Chris: Why do you think it all works? I'm fascinated by the fact that, at its simplest, this game jams two very different game styles together, and then only brings in more stuff. Yet it feels harmonious? I think a lot of it is to do with the way the characters glue everything together - you have these people with their own obsessions and purposes, and yet they all converge in the quests that the game steadily pays out to you? It reminds me in a weird way of the way that Civ games can be so incredibly complicated by just asking you a bunch of questions each turn: where do you want to move a unit? What do you want this city to make? What are you researching next? Through those simple choices you get a game with so much richness, and this is kind of the same thing? Run a restaurant, dive for ancient treasure, get better weapons and see all these different fish, and it's all just done with a quest structure that stops you from getting too lost?

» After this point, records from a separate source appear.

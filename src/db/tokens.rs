use rusqlite::{params, Connection, OptionalExtension};

use super::{current_timestamp_millis, StorageResult};

/// 令牌持久化模块：auth_tokens 表只保留一行，access 与 refresh
/// 两列都是 NOT NULL——要么成对写入，要么整行删除，不存在半对状态。

pub(crate) const TOKEN_TABLE_SCHEMA: &str = "
CREATE TABLE IF NOT EXISTS auth_tokens (
    id INTEGER PRIMARY KEY CHECK (id = 1),
    access_token TEXT NOT NULL,
    refresh_token TEXT NOT NULL,
    updated_at_millis INTEGER NOT NULL
);";

#[derive(Debug, Clone)]
pub(crate) struct TokenRow {
    pub access_token: String,
    pub refresh_token: String,
}

pub(crate) fn upsert_token_row(conn: &Connection, access: &str, refresh: &str) -> StorageResult<()> {
    conn.execute(
        "INSERT INTO auth_tokens (id, access_token, refresh_token, updated_at_millis)
        VALUES (1, ?, ?, ?)
        ON CONFLICT(id) DO UPDATE SET
            access_token = excluded.access_token,
            refresh_token = excluded.refresh_token,
            updated_at_millis = excluded.updated_at_millis",
        params![access, refresh, current_timestamp_millis()],
    )
    .map_err(|e| format!("failed to upsert auth tokens: {e}"))?;
    Ok(())
}

pub(crate) fn load_token_row(conn: &Connection) -> StorageResult<Option<TokenRow>> {
    conn.query_row(
        "SELECT access_token, refresh_token FROM auth_tokens WHERE id = 1",
        [],
        |row| {
            Ok(TokenRow {
                access_token: row.get(0)?,
                refresh_token: row.get(1)?,
            })
        },
    )
    .optional()
    .map_err(|e| format!("failed to read auth tokens: {e}"))
}

pub(crate) fn clear_token_row(conn: &Connection) -> StorageResult<()> {
    conn.execute("DELETE FROM auth_tokens WHERE id = 1", [])
        .map_err(|e| format!("failed to clear auth tokens: {e}"))?;
    Ok(())
}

Matt: Why it works is a tough question! I guess you've got that lovely tension and release as you go from a day of beautiful, sort-of-serene, mostly stressful aquatic exploration to an evening of comparatively relaxed restaurant running, and it's a balance that feels just right. But then it also takes that familiar roguelike loop of 'get cool stuff to do more cool stuff to get more cool stuff', and makes that cool stuff feel properly tangible, like it actually matters. You know, the sort of +1 on your squatting stat you might get in other games is nice and all, but here you catch a fish and it gets turned into a exquisite meal that delights a customer so much they want to take a photo of it and share it with the world - and that, like you say, feeds back into helping this lovable cast of idiots achieve their hopes and dreams. And, of course, the constant surprises, the unabashed warmth and silliness and absurd dramatics of it all probably go a long way too! I feel like there's a Dave the Diver in us all, right?